■ Task
For this listing, the lines between the one holding "bump, &PROGRAM_ID).unwrap(), address);" and the one holding "UTC-only timestamps truncated", inclusive, must be set down exactly.

■ The data
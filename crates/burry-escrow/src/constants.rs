//! Program constants.

use burry_core::Address;

/// Label mixed into every entry address.
pub const ESCROW_SEED: &[u8] = b"MICHAEL BURRY";

/// Default program identity, the namespace for derived entry addresses.
pub const PROGRAM_ID: Address = Address::new_from_array([
    0x29, 0x5c, 0xfd, 0x6d, 0x56, 0xb2, 0xe2, 0x10, 0xdc, 0xe3, 0x43, 0x87, 0x9b, 0xba, 0x87, 0x98,
    0x95, 0xfb, 0x84, 0x85, 0x17, 0xc0, 0xbc, 0x0d, 0x3c, 0xe3, 0x2c, 0x95, 0x87, 0x72, 0xe2, 0xe1,
]);

/// Default SOL/USD aggregator feed.
pub const SOL_USD_FEED: Address = Address::new_from_array([
    0xec, 0x81, 0x10, 0x51, 0x12, 0xa2, 0x57, 0xd6, 0x1d, 0xf4, 0xcf, 0x5f, 0x13, 0xee, 0x0a, 0x1b,
    0x01, 0x91, 0x97, 0xc8, 0xc5, 0x34, 0x3b, 0x4f, 0x2a, 0x7e, 0xc8, 0x84, 0x6a, 0xe2, 0x2c, 0x1a,
]);
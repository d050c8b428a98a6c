//! # Escrow Entry
//!
//! The persisted record of one active escrow and its on-ledger layout.
//!
//! | Offset | Size | Field |
//! |--------|------|-------|
//! | 0 | 8 | discriminator |
//! | 8 | 32 | owner |
//! | 40 | 8 | locked_amount (LE u64) |
//! | 48 | 8 | unlock_price mantissa (LE i64) |
//! | 56 | 1 | bump |

use burry_core::{
    create_program_address, find_program_address, Address, DerivationError, Price,
};
use serde::{Deserialize, Serialize};
use thiserror::Error;

use crate::constants::ESCROW_SEED;

/// First 8 bytes of `sha256("account:EscrowEntry")`.
pub const ENTRY_DISCRIMINATOR: [u8; 8] = [0x8d, 0xa0, 0xf8, 0x4e, 0xc0, 0xbe, 0x55, 0x8d];

/// One active escrow.
#[derive(Debug, Clone, Copy, PartialEq, Eq, Serialize, Deserialize)]
pub struct EscrowEntry {
    /// Depositor, the only identity allowed to withdraw.
    pub owner: Address,
    /// Lamports in custody. Always positive.
    pub locked_amount: u64,
    /// Release threshold.
    pub unlock_price: Price,
    /// Derivation nonce of the entry address.
    pub bump: u8,
}

/// Account data is not a valid encoded entry.
#[derive(Error, Debug, Clone, PartialEq, Eq)]
pub enum LayoutError {
    /// Fewer bytes than [`EscrowEntry::SPACE`].
    #[error("entry data is {len} bytes, expected {expected}")]
    TooShort {
        /// Actual length.
        len: usize,
        /// Required length.
        expected: usize,
    },
    /// Leading bytes are not the entry discriminator.
    #[error("account data is not an escrow entry")]
    WrongDiscriminator,
}

impl EscrowEntry {
    /// Encoded size in bytes.
    pub const SPACE: usize = 8 + 32 + 8 + 8 + 1;

    /// Derive the entry address for `owner` under `program_id`.
    pub fn find_address(
        owner: &Address,
        program_id: &Address,
    ) -> Result<(Address, u8), DerivationError> {
        find_program_address(&[ESCROW_SEED, owner.as_ref()], program_id)
    }

    /// Re-derive the entry address for a known bump.
    pub fn create_address(
        owner: &Address,
        bump: u8,
        program_id: &Address,
    ) -> Result<Address, DerivationError> {
        create_program_address(&[ESCROW_SEED, owner.as_ref(), &[bump][..]], program_id)
    }

    /// Encode into the fixed layout.
    pub fn encode(&self) -> Vec<u8> {
        let mut data = Vec::with_capacity(Self::SPACE);
        data.extend_from_slice(&ENTRY_DISCRIMINATOR);
        data.extend_from_slice(self.owner.as_bytes());
        data.extend_from_slice(&self.locked_amount.to_le_bytes());
        data.extend_from_slice(&self.unlock_price.mantissa().to_le_bytes());
        data.push(self.bump);
        data
    }

    /// Decode from account data. Trailing bytes are ignored.
    pub fn decode(data: &[u8]) -> Result<Self, LayoutError> {
        if data.len() < Self::SPACE {
            return Err(LayoutError::TooShort {
                len: data.len(),
                expected: Self::SPACE,
            });
        }
        if data[..8] != ENTRY_DISCRIMINATOR {
            return Err(LayoutError::WrongDiscriminator);
        }
        let mut owner = [0u8; 32];
        owner.copy_from_slice(&data[8..40]);
        let mut amount = [0u8; 8];
        amount.copy_from_slice(&data[40..48]);
        let mut price = [0u8; 8];
        price.copy_from_slice(&data[48..56]);

        Ok(Self {
            owner: Address::new_from_array(owner),
            locked_amount: u64::from_le_bytes(amount),
            unlock_price: Price::from_mantissa(i64::from_le_bytes(price)),
            bump: data[56],
        })
    }
}

#[cfg(test)]
mod tests {
    use super::*;
    use crate::constants::PROGRAM_ID;
    use sha2::{Digest, Sha256};

    fn sample() -> EscrowEntry {
        EscrowEntry {
            owner: Address::new_from_array([7; 32]),
            locked_amount: 5_000,
            unlock_price: Price::parse("-21.53").unwrap(),
            bump: 254,
        }
    }

    #[test]
    fn discriminator_matches_type_name_hash() {
        let digest = Sha256::digest(b"account:EscrowEntry");
        assert_eq!(&digest[..8], &ENTRY_DISCRIMINATOR[..]);
    }

    #[test]
    fn encoding_has_fixed_layout() {
        let data = sample().encode();
        assert_eq!(data.len(), EscrowEntry::SPACE);
        assert_eq!(&data[8..40], &[7u8; 32][..]);
        assert_eq!(&data[40..48], &5_000u64.to_le_bytes()[..]);
        assert_eq!(data[56], 254);
        assert_eq!(EscrowEntry::decode(&data).unwrap(), sample());
    }

    #[test]
    fn decode_rejects_short_data() {
        let data = sample().encode();
        assert_eq!(
            EscrowEntry::decode(&data[..40]),
            Err(LayoutError::TooShort { len: 40, expected: 57 })
        );
    }

    #[test]
    fn decode_rejects_foreign_account() {
        let mut data = sample().encode();
        data[0] ^= 0xff;
        assert_eq!(EscrowEntry::decode(&data), Err(LayoutError::WrongDiscriminator));
    }

    #[test]
    fn stored_bump_recreates_address() {
        let owner = Address::new_unique();
        let (address, bump) = EscrowEntry::find_address(&owner, &PROGRAM_ID).unwrap();
        assert_eq!(EscrowEntry::create_address(&owner, bump, &PROGRAM_ID).unwrap(), address);
    }
}
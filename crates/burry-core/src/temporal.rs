//! # Timestamps
//!
//! UTC-only timestamps truncated to seconds. Oracle observations carry one,
//! and staleness is measured between two of them, so sub-second noise and
//! timezone offsets are removed at construction.

use chrono::{DateTime, Timelike, Utc};
use serde::{Deserialize, Serialize};

use crate::error::TimestampError;

/// A UTC timestamp with seconds precision.
#[derive(Debug, Clone, Copy, PartialEq, Eq, PartialOrd, Ord, Hash, Serialize, Deserialize)]
pub struct Timestamp(DateTime<Utc>);

impl Timestamp {
    /// Current UTC time, truncated to seconds.
    pub fn now() -> Self {
        Self(truncate_to_seconds(Utc::now()))
    }

    /// From a `DateTime<Utc>`, truncating sub-seconds.
    pub fn from_utc(dt: DateTime<Utc>) -> Self {
        Self(truncate_to_seconds(dt))
    }

    /// Parse an RFC 3339 string. Only the `Z` suffix is accepted; explicit
    /// offsets, even `+00:00`, are rejected.
    pub fn parse(s: &str) -> Result<Self, TimestampError> {
        if !s.ends_with('Z') {
            return Err(TimestampError::NotUtc(s.to_string()));
        }
        let dt = DateTime::parse_from_rfc3339(s).map_err(|e| TimestampError::Invalid {
            input: s.to_string(),
            reason: e.to_string(),
        })?;
        Ok(Self(truncate_to_seconds(dt.with_timezone(&Utc))))
    }

    /// From Unix epoch seconds.
    pub fn from_epoch_secs(secs: i64) -> Result<Self, TimestampError> {
        DateTime::from_timestamp(secs, 0)
            .map(Self)
            .ok_or(TimestampError::OutOfRange(secs))
    }

    /// Access the inner `DateTime<Utc>`.
    pub fn as_datetime(&self) -> &DateTime<Utc> {
        &self.0
    }

    /// Unix epoch seconds.
    pub fn epoch_secs(&self) -> i64 {
        self.0.timestamp()
    }

    /// Whole seconds elapsed from `earlier` to `self`. Negative when
    /// `earlier` is in the future relative to `self`.
    pub fn seconds_since(&self, earlier: &Timestamp) -> i64 {
        (self.0 - earlier.0).num_seconds()
    }

    /// `YYYY-MM-DDTHH:MM:SSZ`.
    pub fn to_iso8601(&self) -> String {
        self.0.format("%Y-%m-%dT%H:%M:%SZ").to_string()
    }
}

impl std::fmt::Display for Timestamp {
    fn fmt(&self, f: &mut std::fmt::Formatter<'_>) -> std::fmt::Result {
        f.write_str(&self.to_iso8601())
    }
}

fn truncate_to_seconds(dt: DateTime<Utc>) -> DateTime<Utc> {
    dt.with_nanosecond(0).unwrap_or(dt)
}
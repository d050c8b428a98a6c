//! JSON snapshot persistence for the ledger.
//!
//! A missing file is an empty ledger. Writes go to a sibling temp file
//! that is then renamed over the target, so an interrupted write never
//! leaves a truncated snapshot behind.

use std::path::Path;

use anyhow::{Context, Result};
use burry_ledger::{Ledger, LedgerSnapshot, RentSchedule};

/// Load the ledger at `path`, or an empty one using `rent` if the file
/// does not exist yet. An existing file keeps its own rent schedule; a
/// configured rate that disagrees with it is logged and ignored.
pub fn load(path: &Path, rent: RentSchedule) -> Result<Ledger> {
    if !path.exists() {
        tracing::debug!(path = %path.display(), "ledger file not found, starting empty");
        return Ok(Ledger::new(rent));
    }
    let raw = std::fs::read_to_string(path)
        .with_context(|| format!("failed to read ledger file: {}", path.display()))?;
    let snapshot: LedgerSnapshot = serde_json::from_str(&raw)
        .with_context(|| format!("failed to parse ledger file: {}", path.display()))?;
    if snapshot.rent != rent {
        tracing::warn!(
            path = %path.display(),
            ledger_lamports_per_byte = snapshot.rent.lamports_per_byte,
            configured_lamports_per_byte = rent.lamports_per_byte,
            "configured rent differs from the ledger file, keeping the ledger's"
        );
    }
    tracing::debug!(
        path = %path.display(),
        accounts = snapshot.accounts.len(),
        sequence = snapshot.sequence,
        "ledger loaded"
    );
    Ok(Ledger::from_snapshot(snapshot))
}

/// Write `ledger` to `path`, creating parent directories as needed.
pub fn save(path: &Path, ledger: &Ledger) -> Result<()> {
    if let Some(parent) = path.parent().filter(|p| !p.as_os_str().is_empty()) {
        std::fs::create_dir_all(parent)
            .with_context(|| format!("failed to create directory: {}", parent.display()))?;
    }
    let json = serde_json::to_string_pretty(&ledger.snapshot())
        .context("failed to serialize ledger")?;
    let tmp = path.with_extension("json.tmp");
    std::fs::write(&tmp, json)
        .with_context(|| format!("failed to write ledger file: {}", tmp.display()))?;
    std::fs::rename(&tmp, path)
        .with_context(|| format!("failed to replace ledger file: {}", path.display()))?;
    Ok(())
}

#[cfg(test)]
mod tests {
    use super::*;
    use burry_core::Address;

    #[test]
    fn missing_file_is_empty_ledger() {
        let dir = tempfile::tempdir().unwrap();
        let ledger = load(&dir.path().join("absent.json"), RentSchedule::new(5)).unwrap();
        assert_eq!(ledger.rent(), RentSchedule::new(5));
        assert!(ledger.snapshot().accounts.is_empty());
    }

    #[test]
    fn save_then_load_preserves_accounts() {
        let dir = tempfile::tempdir().unwrap();
        let path = dir.path().join("nested/ledger.json");
        let ledger = Ledger::new(RentSchedule::new(7));
        let wallet = Address::new_from_array([4; 32]);
        ledger.airdrop(&wallet, 99).unwrap();

        save(&path, &ledger).unwrap();
        let loaded = load(&path, RentSchedule::default()).unwrap();
        assert_eq!(loaded.balance(&wallet), 99);
        assert_eq!(loaded.rent(), RentSchedule::new(7));
        assert!(!path.with_extension("json.tmp").exists());
    }

    #[test]
    fn corrupt_file_is_an_error() {
        let dir = tempfile::tempdir().unwrap();
        let path = dir.path().join("ledger.json");
        std::fs::write(&path, "{ not json").unwrap();
        let err = load(&path, RentSchedule::default()).unwrap_err();
        assert!(format!("{err:#}").contains("failed to parse ledger file"));
    }
}
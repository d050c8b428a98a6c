//! Stored account record.

use serde::{Deserialize, Serialize};

/// A ledger account: a lamport balance and opaque data.
///
/// Wallets carry empty data. Program accounts carry an encoded record whose
/// layout is owned by the program, not by the ledger.
#[derive(Debug, Clone, PartialEq, Eq, Default, Serialize, Deserialize)]
pub struct Account {
    /// Balance in lamports.
    pub lamports: u64,
    /// Program-defined bytes.
    #[serde(default)]
    pub data: Vec<u8>,
}

impl Account {
    /// A wallet with no data.
    pub fn wallet(lamports: u64) -> Self {
        Self {
            lamports,
            data: Vec::new(),
        }
    }

    /// An account carrying program data.
    pub fn with_data(lamports: u64, data: Vec<u8>) -> Self {
        Self { lamports, data }
    }

    /// Whether the account carries program data.
    pub fn has_data(&self) -> bool {
        !self.data.is_empty()
    }
}
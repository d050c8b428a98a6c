//! # burry-core: Foundational Types for the Burry Escrow Stack
//!
//! Every other crate in the workspace depends on `burry-core`; it depends on
//! nothing internal.
//!
//! ## Key Design Principles
//!
//! 1. **Newtypes for domain primitives.** `Address` and `Price` are distinct
//!    types with validated constructors. No bare byte arrays or floats cross
//!    crate boundaries.
//!
//! 2. **Derivation is a pure function.** [`find_program_address()`] maps
//!    `(seeds, program_id)` to the same `(Address, bump)` on every call, so
//!    handlers can locate an escrow without a shared index.
//!
//! 3. **Fixed-point prices.** `Price` is an `i64` mantissa with
//!    [`PRICE_DECIMALS`] implied decimals. Floats are rejected at parse time.
//!
//! 4. **UTC-only timestamps.** `Timestamp` is UTC with seconds precision.
//!
//! ## Crate Policy
//!
//! - No dependencies on other `burry-*` crates.
//! - No `unsafe` code.
//! - No `panic!()` or `.unwrap()` outside tests.

pub mod address;
pub mod derive;
pub mod error;
pub mod price;
pub mod temporal;

pub use address::Address;
pub use derive::{
    create_program_address, find_program_address, is_on_curve, MAX_SEEDS, MAX_SEED_LEN,
    PDA_MARKER,
};
pub use error::{AddressError, DerivationError, PriceError, TimestampError};
pub use price::{Price, PRICE_DECIMALS, PRICE_SCALE};
pub use temporal::Timestamp;
//! Operator-controlled price feed.

use std::sync::atomic::{AtomicU64, Ordering};
use std::sync::Arc;

use burry_core::{Address, Price, Timestamp};
use parking_lot::RwLock;

use crate::error::OracleError;
use crate::{PriceObservation, PriceOracle};

/// A feed whose value is set by hand.
///
/// Clones share state, so a test can hold one handle while the escrow
/// program reads through another. The same observation is returned for
/// every feed address. An empty feed answers [`OracleError::Unavailable`].
#[derive(Debug, Clone, Default)]
pub struct ManualPriceFeed {
    observation: Arc<RwLock<Option<PriceObservation>>>,
    fetches: Arc<AtomicU64>,
}

impl ManualPriceFeed {
    /// An empty feed.
    pub fn new() -> Self {
        Self::default()
    }

    /// A feed holding `value`, observed now.
    pub fn with_price(value: Price) -> Self {
        let feed = Self::new();
        feed.set_price(value);
        feed
    }

    /// Replace the value, observed now.
    pub fn set_price(&self, value: Price) {
        self.set_observation(PriceObservation {
            value,
            observed_at: Timestamp::now(),
        });
    }

    /// Replace the whole observation.
    pub fn set_observation(&self, observation: PriceObservation) {
        *self.observation.write() = Some(observation);
    }

    /// Drop the value; subsequent reads fail as unavailable.
    pub fn clear(&self) {
        *self.observation.write() = None;
    }

    /// Number of reads served, successful or not.
    pub fn fetch_count(&self) -> u64 {
        self.fetches.load(Ordering::SeqCst)
    }
}

impl PriceOracle for ManualPriceFeed {
    async fn fetch_price(&self, feed: &Address) -> Result<PriceObservation, OracleError> {
        self.fetches.fetch_add(1, Ordering::SeqCst);
        let observation = *self.observation.read();
        observation.ok_or_else(|| OracleError::unavailable(feed, "no price has been set"))
    }
}
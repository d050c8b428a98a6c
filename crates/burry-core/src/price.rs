//! # Fixed-Point Prices
//!
//! `Price` is a signed 8-byte fixed-point number with [`PRICE_DECIMALS`]
//! implied decimal places. It is the unit of both the escrow unlock
//! threshold and the oracle observation, so the release comparison is an
//! exact integer comparison with no float rounding.
//!
//! Prices serialize as decimal strings (`"153.27"`). Floats never appear in
//! persisted or wire representations.

use serde::{Deserialize, Deserializer, Serialize, Serializer};

use crate::error::PriceError;

/// Number of implied decimal places in a [`Price`].
pub const PRICE_DECIMALS: u32 = 8;

/// `10^PRICE_DECIMALS`.
pub const PRICE_SCALE: i64 = 100_000_000;

/// A signed fixed-point price.
#[derive(Debug, Clone, Copy, PartialEq, Eq, PartialOrd, Ord, Hash, Default)]
pub struct Price(i64);

impl Price {
    /// Zero.
    pub const ZERO: Price = Price(0);

    /// Construct from the raw scaled mantissa.
    pub const fn from_mantissa(mantissa: i64) -> Self {
        Self(mantissa)
    }

    /// The raw scaled mantissa.
    pub const fn mantissa(&self) -> i64 {
        self.0
    }

    /// A whole-unit price, `None` on overflow.
    pub fn from_units(units: i64) -> Option<Self> {
        units.checked_mul(PRICE_SCALE).map(Self)
    }

    /// Parse a plain decimal string such as `"21.53"` or `"-0.5"`.
    ///
    /// # Errors
    ///
    /// - [`PriceError::Malformed`] for empty input, exponents, stray
    ///   characters, or more than one decimal point.
    /// - [`PriceError::TooPrecise`] for more than [`PRICE_DECIMALS`]
    ///   fractional digits.
    /// - [`PriceError::Overflow`] when the scaled value exceeds `i64`.
    pub fn parse(input: &str) -> Result<Self, PriceError> {
        let malformed = |reason: &str| PriceError::Malformed {
            input: input.to_string(),
            reason: reason.to_string(),
        };

        let s = input.trim();
        let (negative, unsigned) = match s.as_bytes().first() {
            Some(b'-') => (true, &s[1..]),
            Some(b'+') => (false, &s[1..]),
            Some(_) => (false, s),
            None => return Err(malformed("empty")),
        };

        let (int_part, frac_part) = match unsigned.split_once('.') {
            Some((i, f)) => (i, f),
            None => (unsigned, ""),
        };
        if int_part.is_empty() && frac_part.is_empty() {
            return Err(malformed("no digits"));
        }
        if !int_part.bytes().all(|b| b.is_ascii_digit())
            || !frac_part.bytes().all(|b| b.is_ascii_digit())
        {
            return Err(malformed("expected digits with at most one '.'"));
        }
        if frac_part.len() > PRICE_DECIMALS as usize {
            return Err(PriceError::TooPrecise {
                input: input.to_string(),
                max: PRICE_DECIMALS,
            });
        }

        let overflow = || PriceError::Overflow(input.to_string());

        let mut value: i128 = 0;
        for b in int_part.bytes() {
            value = value
                .checked_mul(10)
                .and_then(|v| v.checked_add(i128::from(b - b'0')))
                .filter(|v| *v <= i128::from(i64::MAX))
                .ok_or_else(overflow)?;
        }
        value = value
            .checked_mul(i128::from(PRICE_SCALE))
            .ok_or_else(overflow)?;

        let mut frac: i128 = 0;
        for b in frac_part.bytes() {
            frac = frac * 10 + i128::from(b - b'0');
        }
        let pad = PRICE_DECIMALS - frac_part.len() as u32;
        frac *= 10i128.pow(pad);
        value += frac;

        if negative {
            value = -value;
        }
        i64::try_from(value).map(Self).map_err(|_| overflow())
    }

    /// `self + other`, `None` on overflow.
    pub fn checked_add(self, other: Price) -> Option<Price> {
        self.0.checked_add(other.0).map(Self)
    }

    /// `self - other`, `None` on overflow.
    pub fn checked_sub(self, other: Price) -> Option<Price> {
        self.0.checked_sub(other.0).map(Self)
    }

    /// Whether the value is strictly below zero.
    pub fn is_negative(&self) -> bool {
        self.0 < 0
    }
}

impl std::fmt::Display for Price {
    fn fmt(&self, f: &mut std::fmt::Formatter<'_>) -> std::fmt::Result {
        let sign = if self.0 < 0 { "-" } else { "" };
        let abs = self.0.unsigned_abs();
        let scale = PRICE_SCALE as u64;
        let units = abs / scale;
        let frac = abs % scale;
        if frac == 0 {
            return write!(f, "{sign}{units}");
        }
        let digits = format!("{frac:0width$}", width = PRICE_DECIMALS as usize);
        write!(f, "{sign}{units}.{}", digits.trim_end_matches('0'))
    }
}

impl std::str::FromStr for Price {
    type Err = PriceError;

    fn from_str(s: &str) -> Result<Self, Self::Err> {
        Self::parse(s)
    }
}

impl Serialize for Price {
    fn serialize<S: Serializer>(&self, serializer: S) -> Result<S::Ok, S::Error> {
        serializer.serialize_str(&self.to_string())
    }
}

impl<'de> Deserialize<'de> for Price {
    fn deserialize<D: Deserializer<'de>>(deserializer: D) -> Result<Self, D::Error> {
        let s = String::deserialize(deserializer)?;
        Self::parse(&s).map_err(serde::de::Error::custom)
    }
}

#[cfg(test)]
mod tests {
    use super::*;
    use proptest::prelude::*;

    #[test]
    fn parse_integer() {
        assert_eq!(Price::parse("21").unwrap().mantissa(), 2_100_000_000);
    }

    #[test]
    fn parse_fraction() {
        assert_eq!(Price::parse("21.53").unwrap().mantissa(), 2_153_000_000);
        assert_eq!(Price::parse(".5").unwrap().mantissa(), 50_000_000);
        assert_eq!(Price::parse("3.").unwrap().mantissa(), 300_000_000);
    }

    #[test]
    fn parse_negative() {
        assert_eq!(Price::parse("-0.00000001").unwrap().mantissa(), -1);
        assert!(Price::parse("-1").unwrap().is_negative());
    }

    #[test]
    fn parse_rejects_non_decimal_forms() {
        assert!(matches!(Price::parse("1e3"), Err(PriceError::Malformed { .. })));
        assert!(matches!(Price::parse("1.2.3"), Err(PriceError::Malformed { .. })));
        assert!(matches!(Price::parse(""), Err(PriceError::Malformed { .. })));
        assert!(matches!(Price::parse("-"), Err(PriceError::Malformed { .. })));
        assert!(matches!(Price::parse("."), Err(PriceError::Malformed { .. })));
        assert!(matches!(Price::parse("NaN"), Err(PriceError::Malformed { .. })));
    }

    #[test]
    fn parse_rejects_excess_precision() {
        assert!(matches!(
            Price::parse("1.123456789"),
            Err(PriceError::TooPrecise { max: 8, .. })
        ));
    }

    #[test]
    fn parse_rejects_overflow() {
        assert!(matches!(
            Price::parse("100000000000"),
            Err(PriceError::Overflow(_))
        ));
    }

    #[test]
    fn display_trims_trailing_zeros() {
        assert_eq!(Price::parse("153.270").unwrap().to_string(), "153.27");
        assert_eq!(Price::parse("7").unwrap().to_string(), "7");
        assert_eq!(Price::parse("-0.5").unwrap().to_string(), "-0.5");
        assert_eq!(Price::from_mantissa(i64::MIN).to_string(), "-92233720368.54775808");
    }

    #[test]
    fn ordering_is_numeric() {
        let low = Price::parse("143.27").unwrap();
        let high = Price::parse("153.27").unwrap();
        assert!(high > low);
        assert_eq!(high.checked_sub(Price::from_units(10).unwrap()), Some(low));
    }

    #[test]
    fn serde_as_string() {
        let p = Price::parse("21.53").unwrap();
        assert_eq!(serde_json::to_string(&p).unwrap(), "\"21.53\"");
        let back: Price = serde_json::from_str("\"21.53\"").unwrap();
        assert_eq!(back, p);
        assert!(serde_json::from_str::<Price>("21.53").is_err());
    }

    proptest! {
        /// Display output always parses back to the same mantissa.
        #[test]
        fn display_parses_back(m in any::<i64>().prop_filter("i64::MIN has no positive twin", |m| *m != i64::MIN)) {
            let p = Price::from_mantissa(m);
            prop_assert_eq!(Price::parse(&p.to_string()).unwrap(), p);
        }

        /// Ordering of prices matches ordering of mantissas.
        #[test]
        fn order_matches_mantissa(a in any::<i64>(), b in any::<i64>()) {
            prop_assert_eq!(Price::from_mantissa(a).cmp(&Price::from_mantissa(b)), a.cmp(&b));
        }
    }
}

■ Your response
        assert_eq!(EscrowEntry::create_address(&owner, bump, &PROGRAM_ID).unwrap(), address);
    }
}
filename crates/burry-core/src/temporal.rs
//! # Timestamps
//!
//! UTC-only timestamps truncated to seconds. Oracle observations carry one,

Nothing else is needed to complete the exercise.